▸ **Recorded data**
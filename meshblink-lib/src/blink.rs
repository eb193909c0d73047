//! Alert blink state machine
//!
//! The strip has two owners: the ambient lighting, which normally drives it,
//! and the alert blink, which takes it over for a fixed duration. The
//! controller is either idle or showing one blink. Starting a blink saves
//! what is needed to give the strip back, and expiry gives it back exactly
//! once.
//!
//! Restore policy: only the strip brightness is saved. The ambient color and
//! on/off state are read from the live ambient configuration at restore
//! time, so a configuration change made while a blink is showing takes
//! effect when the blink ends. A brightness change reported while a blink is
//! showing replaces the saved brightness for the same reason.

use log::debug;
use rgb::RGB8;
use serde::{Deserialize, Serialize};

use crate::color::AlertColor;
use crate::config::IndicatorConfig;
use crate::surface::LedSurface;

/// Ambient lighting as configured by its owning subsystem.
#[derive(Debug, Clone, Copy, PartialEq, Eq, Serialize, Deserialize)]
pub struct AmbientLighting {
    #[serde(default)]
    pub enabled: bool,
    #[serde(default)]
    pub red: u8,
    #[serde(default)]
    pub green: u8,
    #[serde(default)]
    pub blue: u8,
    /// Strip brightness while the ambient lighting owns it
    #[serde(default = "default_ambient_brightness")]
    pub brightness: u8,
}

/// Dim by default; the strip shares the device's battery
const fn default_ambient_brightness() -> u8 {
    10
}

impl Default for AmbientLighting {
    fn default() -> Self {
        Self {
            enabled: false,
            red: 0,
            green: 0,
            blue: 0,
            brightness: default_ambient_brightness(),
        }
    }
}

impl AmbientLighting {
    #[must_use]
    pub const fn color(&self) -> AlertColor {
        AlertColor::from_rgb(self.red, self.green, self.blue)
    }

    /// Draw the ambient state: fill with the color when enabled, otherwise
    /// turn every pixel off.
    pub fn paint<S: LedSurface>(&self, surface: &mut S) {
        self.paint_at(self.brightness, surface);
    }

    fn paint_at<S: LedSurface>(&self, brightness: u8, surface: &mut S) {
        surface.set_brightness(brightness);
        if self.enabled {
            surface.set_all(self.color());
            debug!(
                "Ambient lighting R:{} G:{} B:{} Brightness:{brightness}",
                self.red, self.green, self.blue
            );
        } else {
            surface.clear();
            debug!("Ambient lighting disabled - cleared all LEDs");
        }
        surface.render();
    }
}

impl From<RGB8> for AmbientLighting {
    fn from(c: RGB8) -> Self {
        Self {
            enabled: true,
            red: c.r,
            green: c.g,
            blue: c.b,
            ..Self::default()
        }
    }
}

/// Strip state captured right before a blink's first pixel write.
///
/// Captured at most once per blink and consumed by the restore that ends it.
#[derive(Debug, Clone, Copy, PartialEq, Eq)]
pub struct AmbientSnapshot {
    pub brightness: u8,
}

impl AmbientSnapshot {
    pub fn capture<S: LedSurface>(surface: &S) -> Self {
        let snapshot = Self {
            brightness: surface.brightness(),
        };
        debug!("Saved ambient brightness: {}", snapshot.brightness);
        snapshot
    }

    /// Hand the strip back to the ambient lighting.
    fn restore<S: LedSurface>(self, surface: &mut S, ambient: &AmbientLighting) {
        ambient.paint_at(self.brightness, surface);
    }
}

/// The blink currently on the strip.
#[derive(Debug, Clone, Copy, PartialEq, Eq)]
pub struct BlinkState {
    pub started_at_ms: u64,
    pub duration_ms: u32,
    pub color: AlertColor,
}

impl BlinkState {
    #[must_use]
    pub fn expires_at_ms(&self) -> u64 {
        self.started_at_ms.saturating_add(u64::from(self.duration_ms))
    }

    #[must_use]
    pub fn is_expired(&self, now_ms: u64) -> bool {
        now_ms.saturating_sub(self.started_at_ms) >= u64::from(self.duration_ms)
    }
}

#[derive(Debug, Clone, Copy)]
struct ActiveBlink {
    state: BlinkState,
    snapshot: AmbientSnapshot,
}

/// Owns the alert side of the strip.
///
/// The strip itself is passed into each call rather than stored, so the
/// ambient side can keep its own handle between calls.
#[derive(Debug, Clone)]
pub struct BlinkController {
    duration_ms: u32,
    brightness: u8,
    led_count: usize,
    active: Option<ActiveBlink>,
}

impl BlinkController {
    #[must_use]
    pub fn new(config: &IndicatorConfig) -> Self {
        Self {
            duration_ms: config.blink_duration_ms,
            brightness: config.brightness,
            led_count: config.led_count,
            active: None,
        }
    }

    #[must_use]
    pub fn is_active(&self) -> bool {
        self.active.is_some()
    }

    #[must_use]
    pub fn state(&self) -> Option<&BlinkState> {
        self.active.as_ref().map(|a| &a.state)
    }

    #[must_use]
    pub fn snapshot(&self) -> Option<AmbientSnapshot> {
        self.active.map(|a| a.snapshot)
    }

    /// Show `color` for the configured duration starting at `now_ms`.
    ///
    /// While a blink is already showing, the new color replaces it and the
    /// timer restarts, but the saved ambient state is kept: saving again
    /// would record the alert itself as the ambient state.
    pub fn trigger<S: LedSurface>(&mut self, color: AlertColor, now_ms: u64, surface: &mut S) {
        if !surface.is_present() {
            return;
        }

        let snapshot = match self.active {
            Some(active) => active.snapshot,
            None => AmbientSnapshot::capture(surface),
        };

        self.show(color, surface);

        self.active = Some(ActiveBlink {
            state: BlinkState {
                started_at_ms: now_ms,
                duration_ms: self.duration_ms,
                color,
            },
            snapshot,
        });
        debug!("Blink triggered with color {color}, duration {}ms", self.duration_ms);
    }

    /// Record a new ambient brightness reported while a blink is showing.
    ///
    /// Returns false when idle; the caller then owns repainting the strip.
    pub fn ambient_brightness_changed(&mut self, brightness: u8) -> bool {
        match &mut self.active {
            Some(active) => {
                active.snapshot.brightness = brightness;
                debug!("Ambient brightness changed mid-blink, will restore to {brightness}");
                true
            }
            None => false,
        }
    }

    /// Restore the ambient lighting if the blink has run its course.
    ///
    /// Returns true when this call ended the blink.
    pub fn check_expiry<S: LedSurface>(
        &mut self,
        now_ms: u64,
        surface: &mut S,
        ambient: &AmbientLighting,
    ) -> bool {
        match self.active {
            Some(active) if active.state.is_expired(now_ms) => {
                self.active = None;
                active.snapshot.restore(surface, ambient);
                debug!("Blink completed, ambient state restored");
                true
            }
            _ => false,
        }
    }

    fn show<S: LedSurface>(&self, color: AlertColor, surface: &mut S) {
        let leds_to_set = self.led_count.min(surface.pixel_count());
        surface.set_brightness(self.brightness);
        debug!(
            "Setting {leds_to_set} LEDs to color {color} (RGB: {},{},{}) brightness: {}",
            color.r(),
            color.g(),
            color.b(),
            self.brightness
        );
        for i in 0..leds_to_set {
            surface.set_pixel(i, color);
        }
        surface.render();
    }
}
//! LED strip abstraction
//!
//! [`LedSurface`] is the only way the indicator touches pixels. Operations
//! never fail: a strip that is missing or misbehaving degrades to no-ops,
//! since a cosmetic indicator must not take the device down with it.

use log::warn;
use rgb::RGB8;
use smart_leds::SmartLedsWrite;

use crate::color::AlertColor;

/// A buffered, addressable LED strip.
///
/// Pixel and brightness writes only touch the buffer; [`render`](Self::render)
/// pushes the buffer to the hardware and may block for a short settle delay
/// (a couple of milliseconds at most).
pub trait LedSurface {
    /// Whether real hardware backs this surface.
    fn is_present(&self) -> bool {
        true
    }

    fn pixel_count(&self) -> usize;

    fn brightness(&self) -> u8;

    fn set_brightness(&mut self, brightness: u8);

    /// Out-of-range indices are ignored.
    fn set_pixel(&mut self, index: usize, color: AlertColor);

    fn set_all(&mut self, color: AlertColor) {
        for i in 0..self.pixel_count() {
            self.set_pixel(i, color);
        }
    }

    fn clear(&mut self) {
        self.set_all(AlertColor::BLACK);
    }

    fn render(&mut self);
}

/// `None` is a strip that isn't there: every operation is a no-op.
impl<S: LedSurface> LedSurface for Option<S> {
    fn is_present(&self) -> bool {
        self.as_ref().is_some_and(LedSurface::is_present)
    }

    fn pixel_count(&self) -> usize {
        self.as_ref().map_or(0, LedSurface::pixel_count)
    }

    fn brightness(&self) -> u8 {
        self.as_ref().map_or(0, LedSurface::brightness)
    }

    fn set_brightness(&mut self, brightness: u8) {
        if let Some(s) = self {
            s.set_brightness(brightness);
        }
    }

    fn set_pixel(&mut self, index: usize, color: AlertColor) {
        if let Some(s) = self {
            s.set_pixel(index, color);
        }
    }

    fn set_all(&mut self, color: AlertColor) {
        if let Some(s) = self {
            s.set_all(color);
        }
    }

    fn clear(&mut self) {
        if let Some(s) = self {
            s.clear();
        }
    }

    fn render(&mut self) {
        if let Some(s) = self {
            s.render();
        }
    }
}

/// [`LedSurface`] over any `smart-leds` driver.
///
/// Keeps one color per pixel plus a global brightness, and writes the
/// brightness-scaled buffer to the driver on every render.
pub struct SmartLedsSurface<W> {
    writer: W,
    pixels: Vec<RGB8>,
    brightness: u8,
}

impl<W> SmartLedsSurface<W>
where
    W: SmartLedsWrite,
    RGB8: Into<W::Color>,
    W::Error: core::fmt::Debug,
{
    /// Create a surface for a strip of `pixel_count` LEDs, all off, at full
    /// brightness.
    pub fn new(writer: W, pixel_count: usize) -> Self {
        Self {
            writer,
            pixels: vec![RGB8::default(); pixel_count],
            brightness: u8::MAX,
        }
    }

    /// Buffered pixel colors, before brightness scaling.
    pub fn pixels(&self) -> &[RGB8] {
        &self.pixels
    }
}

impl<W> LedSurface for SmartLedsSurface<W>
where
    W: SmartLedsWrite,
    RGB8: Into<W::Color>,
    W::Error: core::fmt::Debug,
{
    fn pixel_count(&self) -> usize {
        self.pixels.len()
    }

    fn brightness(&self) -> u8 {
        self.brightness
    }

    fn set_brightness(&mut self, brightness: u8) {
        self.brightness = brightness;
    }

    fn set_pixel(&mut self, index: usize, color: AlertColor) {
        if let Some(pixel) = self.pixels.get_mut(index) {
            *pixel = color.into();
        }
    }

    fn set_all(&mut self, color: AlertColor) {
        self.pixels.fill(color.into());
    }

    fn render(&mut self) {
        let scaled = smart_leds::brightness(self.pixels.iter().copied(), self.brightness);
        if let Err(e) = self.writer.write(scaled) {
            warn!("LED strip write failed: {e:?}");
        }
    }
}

▸ **TASK DIRECTIONS**
Scan the records above for the word "false". Copy each line that has it.

▸ **OUTPUT FOR THIS EXERCISE**
            enabled: false,
    /// Returns false when idle; the caller then owns repainting the strip.
            None => false,
            _ => false,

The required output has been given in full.